Authorized Participant (AP)

an entity, typically an institutional investor, large broker/dealer, specialist, or market maker, who has entered in to an agreement that allows them to create and redeem fund shares directly with an ETF sponsor.

Backwardation

the opposite of contango is when the forward price or futures price of a commodity is below its spot price. This situation is referred to as ''backwardation'', i.e. Positive roll return.

Bid/Ask Spread

the difference between the ask price for an immediate purchase, or the lowest price a seller is willing to sell at, and the bid price for an immediate sale, or the highest price a buyer is willing to pay.

Creation/Redemption Unit

a specified number of fund shares that makes up one unit of an ETF. The creation/redemption unit size varies by fund, with most units containing between 25,000 and 600,000 fund shares. A unit of the fund can be created to receive a specified number of ETF shares or redeemed to receive a specified number of the securities underlying the ETF shares.

Contango

a commodity market is in contango when the forward price or futures price are higher than the spot price because market participants believe the spot price will be higher in the future, i.e. Negative roll return.

Expense Ratio

of a mutual fund or other investment company, the cost of investment management, marketing, custody, administration and other related expenses. The expense ratio, expressed in basis points or as a percentage, represents a fund's operating expenses divided by the average dollar value of its assets under management.

Intraday Indicative Value (IIV)/Indicative Optimized Portfolio Value (IOPV)

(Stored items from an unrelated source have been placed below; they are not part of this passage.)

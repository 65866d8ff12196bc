//! REST boundary.
//!
//! [`ApiClient`] speaks the HTTP surface; [`types`] holds the wire shapes and
//! decodes them into tagged domain values exactly once.

pub mod client;
pub mod types;

pub use client::{ApiClient, ApiClientBuilder};
pub use crate::config::DEFAULT_API_URL;
pub use types::decode_listing;
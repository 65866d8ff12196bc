//! Conversation telemetry using the `tracing` ecosystem.
//!
//! Spans and events go to whatever subscriber the binary installs; the
//! counters below are a lightweight summary kept alongside them.
//!
//! # Usage
//!
//! ```rust,ignore
//! tracing_subscriber::fmt()
//!     .with_env_filter(EnvFilter::new("ragdesk=debug"))
//!     .init();
//! ```

use std::time::{Duration, Instant};

use serde::{Deserialize, Serialize};
use tracing::{Span, debug, info, info_span};

use crate::session::ChatMode;

/// Counters for one conversation.
#[derive(Debug, Clone, Copy, Default, Serialize, Deserialize)]
pub struct SessionMetrics {
    /// Turns answered successfully.
    pub turns: usize,
    /// Turns that ended in an error.
    pub errors: usize,
    /// Citations received.
    pub citations: usize,
    /// Successful guardrail applications.
    pub guardrail_changes: usize,
    /// Time since the collector was created or reset.
    #[serde(skip_serializing_if = "Option::is_none")]
    pub duration: Option<Duration>,
}

impl SessionMetrics {
    /// Share of submitted turns that failed.
    #[must_use]
    pub fn error_rate(&self) -> f64 {
        let total = self.turns + self.errors;
        if total == 0 {
            0.0
        } else {
            self.errors as f64 / total as f64
        }
    }
}

impl std::fmt::Display for SessionMetrics {
    fn fmt(&self, f: &mut std::fmt::Formatter<'_>) -> std::fmt::Result {
        writeln!(f, "Session Metrics")?;
        writeln!(f, "  Turns:      {}", self.turns)?;
        writeln!(f, "  Errors:     {}", self.errors)?;
        writeln!(f, "  Citations:  {}", self.citations)?;
        writeln!(f, "  Guardrails: {}", self.guardrail_changes)?;
        if let Some(d) = self.duration {
            writeln!(f, "  Duration:   {:.2}s", d.as_secs_f64())?;
        }
        Ok(())
    }
}

/// Telemetry collector that emits tracing events while counting.
#[derive(Debug, Clone, Copy)]
pub struct Telemetry {
    start: Instant,
    metrics: SessionMetrics,
}

impl Default for Telemetry {
    fn default() -> Self {
        Self::new()
    }
}

impl Telemetry {
    /// Create a new collector.
    #[must_use]
    pub fn new() -> Self {
        Self {
            start: Instant::now(),
            metrics: SessionMetrics::default(),
        }
    }

    /// Reset for a new session.
    pub fn reset(&mut self) {
        self.start = Instant::now();
        self.metrics = SessionMetrics::default();
    }

    /// Record an answered turn.
    pub fn record_turn(&mut self, mode: ChatMode, citations: usize) {
        self.metrics.turns += 1;
        self.metrics.citations += citations;
        info!(mode = mode.as_str(), citations, "turn_completed");
    }

    /// Record a failed turn.
    pub fn record_error(&mut self, error: &str) {
        self.metrics.errors += 1;
        debug!(error, "turn_error");
    }

    /// Record a successful guardrail application.
    pub fn record_guardrail_change(&mut self, token: &str) {
        self.metrics.guardrail_changes += 1;
        info!(token, "guardrail_changed");
    }

    /// Snapshot the counters with the elapsed time filled in.
    #[must_use]
    pub fn snapshot(&self) -> SessionMetrics {
        SessionMetrics {
            duration: Some(self.start.elapsed()),
            ..self.metrics
        }
    }

    /// Current counters.
    #[must_use]
    pub const fn metrics(&self) -> &SessionMetrics {
        &self.metrics
    }

    /// Create a span for a chat turn.
    #[must_use]
    pub fn turn_span(mode: ChatMode, session_id: Option<&str>) -> Span {
        info_span!("chat_turn", mode = mode.as_str(), session_id = session_id.unwrap_or("-"))
    }

    /// Create a span for a guardrail application.
    #[must_use]
    pub fn apply_span(target_id: &str, token: &str) -> Span {
        info_span!("guardrail_apply", target_id = %target_id, token = %token)
    }
}

#[cfg(test)]
mod tests {
    use super::*;

    #[test]
    fn test_session_metrics() {
        let mut telemetry = Telemetry::new();
        telemetry.record_turn(ChatMode::KnowledgeBase, 3);
        telemetry.record_turn(ChatMode::Model, 0);
        telemetry.record_error("timeout");
        telemetry.record_guardrail_change("gr1:2");

        let metrics = telemetry.snapshot();
        assert_eq!(metrics.turns, 2);
        assert_eq!(metrics.citations, 3);
        assert_eq!(metrics.errors, 1);
        assert_eq!(metrics.guardrail_changes, 1);
        assert!(metrics.duration.is_some());
        assert!((metrics.error_rate() - 1.0 / 3.0).abs() < f64::EPSILON);
        assert!(metrics.to_string().contains("Citations:  3"));
    }

    #[test]
    fn test_reset() {
        let mut telemetry = Telemetry::new();
        telemetry.record_error("boom");
        telemetry.reset();
        assert_eq!(telemetry.metrics().errors, 0);
        assert!(SessionMetrics::default().error_rate().abs() < f64::EPSILON);
    }
}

a measure of the intraday net asset value (NAV) of an ETF. The IIV/IOPV is designed to provide an indication of the relationship between an ETF's market price, (the price at which share transactions are executed) on an intraday basis, and the basket of securities that are representative of those owned by the ETF. Instead of waiting for the end of the trading day calculation of an investment's NAV, the IIV/IOPV gives a theoretical real-time view of the value.

Market Maker

a firm that facilitates trading in a security by standing ready to buy and/or sell generally at least 100 shares of a security at a publicly quoted price. The process of receiving and executing an order may take place in just seconds.

Market Depth

the size of a buy or sell order needed to move a stock price in either direction. A large order is needed to change a stock price in a deep market.

Net Asset Value (NAV)

the value of the underlying portfolio per share of a closed-end, exchange-traded, or mutual fund based on the market price of the underlying portfolio. The NAV is calculated daily by dividing the fund's total assets (securities, cash, and accrued earnings), less the fund's liabilities, by the number of shares outstanding. An official NAV is calculated once a day by most U.S. funds at 4:00pm Eastern Time, with some funds calculating an NAV several times a day or, in a few cases, hourly. ETFs shares trade at market value, which can be a dollar value above or below NAV.

Standard Deviation

a statistical measure of the degree to which an individual value in a probability distribution tends to vary from the mean of the distribution.

Tracking Error

a measure of how closely a portfolio tracks its benchmark index. It measures the standard deviation of the difference between the returns of a portfolio and the returns of its benchmark. The difference between the net asset value of the portfolio and the returns of the index on which the portfolio is based is called the net-asset-value tracking error. Price-to-index tracking error is the difference between the portfolio returns and underlying index returns based on closing market.

Rebalancing

the action of realigning the individual weighting of an index's security to the defined allocations as determined by the index's weighting methodology. Often times this prevents individual securities from overwhelming an index once the security has greatly outpaced its peers.

Reconstitution

the process in which an index is adjusted by making additions to and/or deletions from the index's securities. Generally indexes will reconstitute annually, semi-annually, or quarterly.

Underlying Constituents

the securities that together make up the underlying index that an ETF tracks.